Dark horse: "Fields of Gold" by Rachel Swirsky, because I've got a feeling it's a very American story.


* I seem to remember enjoying a few in 2010: "The Island" by Peter Watts and  "It Takes Two" by Nicola Griffith were both excellent.

** Huh. Turns out I've put the stories in exactly the same order as Nicholas Whyte, although I've been a touch more forgiving on "Ray of Light".

Monday, July 2, 2012

The Scar month: the end (of the book)

To celebrate the tenth birthday of The Scar by China Mieville, I'm re-reading it and posting about the experience. There will be spoilers!
Currently at: finished!

June is over, but I've got a few more things I'd like to say about The Scar. So I've put it to a vote, and The Scar month is being extended until I'm done. Today, I'd like to talk about the way the book ends. Because there are bits about it that I really like, bits I dislike, and bits that I find baffling. (Beware: lots of major plot spoilers in this post!)

First, the grindylow. China Mieville seems to enjoy subverting reader expectations, and I really loved the way the grindylow subplot played out. Throughout the novel they were hunting down Armada using prototypically monstrous methods: kidnap, torture, dark magic. Everything about them seemed supernaturally evil, and indeed that's how everyone in the book thought of them. So it seemed perfectly reasonable that they would go to all of that effort to find the floating city for primitive, idolatrous reasons.

That's why it was so great when it turned out that their motives were completely ordinary -- they were simply trying to protect their borders. The magical artefact that everyone assumed they were so desperately seeking was basically irrelevant. They were completely misunderstood, ascribed mystical motives, because the civilised people of Armada feared what they didn't understand.

That was one of the book's successes. The actual climax, in which the city made its final push towards The Scar, was... Well. I don't really know what it was. Reaching The Scar was the culmination of The Lovers' plan. Every action taken in the book was striving towards or against that goal. It was meticulously foreshadowed, the title of the whole novel, and I'm not convinced Mieville really knew what to do with it.

I think perhaps Mieville trapped himself. After all that effort, he had to take us to The Scar. But the thing that he conceived was so vast, so deadly, that there was no way that voyage could end in anything but total destruction.

So he cheated. He sent us a familiar character from some alternate dimension, some version of the world where Armada did reach The Scar, and was ruined. That way Mieville could fulfil his promise, and still save his characters. It all makes sense in the context of the novel. But it's not entirely satisfying.

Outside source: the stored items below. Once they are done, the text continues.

// Copyright 2025 Johann Kempter
//
// Licensed under the Apache License, Version 2.0 (the "License");
// you may not use this file except in compliance with the License.
// You may obtain a copy of the License at
//
//     http://www.apache.org/licenses/LICENSE-2.0
//
// Unless required by applicable law or agreed to in writing, software
// distributed under the License is distributed on an "AS IS" BASIS,
// WITHOUT WARRANTIES OR CONDITIONS OF ANY KIND, either express or implied.
// See the License for the specific language governing permissions and
// limitations under the License.
//
// SPDX-License-Identifier: Apache-2.0

#![doc(html_no_source)]
#![deny(missing_docs)]

//! # flowscope
//!
//! An intraprocedural taint-propagation analyzer over a textual, LLVM-style
//! IR instruction stream. flowscope tracks whether a value returned by a
//! designated `SOURCE` call can reach the first argument of a designated
//! `SINK` call - through copies, loads and stores, arithmetic, and
//! control-flow merges - and reports a single binary verdict.
//!
//! ## Features
//!
//! - **Single forward pass** - each line is classified and fully processed
//!   before the next is read; no fixed-point iteration
//! - **Origin chains** - every value resolves to the root it derives from,
//!   with a cycle guard that fails closed on corrupted state
//! - **Sticky conditional taint** - a slot tainted before a branch cannot be
//!   cleared by a store inside a recorded branch target, conservatively
//!   approximating a merge join without a control-flow graph
//! - **Permissive front end** - unrecognized or malformed lines are no-ops,
//!   never errors
//!
//! ## Quick Start
//!
//! Add `flowscope` to your `Cargo.toml`:
//!
//! ```toml
//! [dependencies]
//! flowscope = "0.1"
//! ```
//!
//! ### Using the Prelude
//!
//! For convenient access to the most commonly used types, import the prelude:
//!
//! ```rust
//! use flowscope::prelude::*;
//!
//! let verdict = TaintEngine::analyze_lines([
//!     "define i32 @main() {",
//!     "%x = alloca i32",
//!     "%s = call i32 () @SOURCE()",
//!     "store i32 %s, ptr %x",
//!     "%y = load i32, ptr %x",
//!     "call void @SINK(i32 %y)",
//!     "}",
//! ])?;
//! println!("{}", verdict); // "Flow."
//! # Ok::<(), flowscope::Error>(())
//! ```
//!
//! ### Analyzing a File
//!
//! ```rust,no_run
//! use flowscope::TaintEngine;
//! use std::path::Path;
//!
//! let verdict = TaintEngine::analyze_file(Path::new("program.ll"))?;
//! println!("{}", verdict);
//! # Ok::<(), flowscope::Error>(())
//! ```
//!
//! ## Architecture
//!
//! `flowscope` is organized into several key modules:
//!
//! - [`ir`] - the textual front end: line classification into typed
//!   [`ir::Instruction`] records
//! - [`analysis`] - the taint engine: origin chains, conditional regions,
//!   per-instruction propagation, and the verdict
//! - [`prelude`] - convenient re-exports of commonly used types
//! - [`Error`] and [`Result`] - comprehensive error handling
//!
//! ## Scope and Soundness
//!
//! The analysis is intraprocedural and purely textual: program text order
//! stands in for execution order, there is no control-flow graph, no alias
//! analysis beyond direct variable-to-variable copies, and no notion of path
//! feasibility. The verdict spans the whole input - a flow detected in any
//! function of a multi-function file yields `"Flow."`.

pub mod analysis;
pub mod ir;
pub mod prelude;

mod error;

/// The result type used throughout flowscope.
pub type Result<T> = std::result::Result<T, Error>;

/// The error type covering every failure this library can return.
///
/// See [`error::Error`] variants for the failure modes: I/O failures while
/// reading input, and internal-consistency failures during origin
/// resolution.
pub use error::Error;

/// Main entry point for running a taint analysis.
///
/// See [`analysis::TaintEngine`] for the driver API: line-, reader-, and
/// file-based passes plus incremental stepping.
///
/// # Example
///
/// ```rust,no_run
/// use flowscope::TaintEngine;
/// let verdict = TaintEngine::analyze_file(std::path::Path::new("program.ll"))?;
/// println!("{}", verdict);
/// # Ok::<(), flowscope::Error>(())
/// ```
pub use analysis::TaintEngine;

/// The binary analysis verdict, rendering as `"Flow."` or `"No Flow."`.
pub use analysis::Verdict;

In Perdido Street Station, the book that preceded The Scar, Mieville made a pretty impressive argument against the conventional, comfortable ending in epic fantasy. I wonder if he was again trying to write against reader expectations? The thing is, in The Scar my expectations were of disaster. Subverting the happily-ever-after was satisfying, whereas subverting the disaster feels more like failing to follow through.

Finally, we come to the question that I always have when I finish reading The Scar, and which I always forget before I pick it up again. In the epilogue, Bellis Coldwine discusses her perspective on what has happened. She has come to realise that she has been manipulated throughout by Uther Doul, but she can't decide whether he was following a grand plan, or acting opportunistically. 

This always leaves me wondering if the book is actually about her, or if it is actually about Doul. I'm not entirely sure why it matters; surely the book can be about both of them? Perhaps after following Bellis for so long, I finally end up identifying with her feelings of manipulation. She claims to willingly renounce any possibility of ever really understanding, but I'm not sure that I can.

I think that says something about how thoroughly The Scar captures my imagination, that I keep wondering about this after it's done. It's probably also part of the reason I keep re-reading it.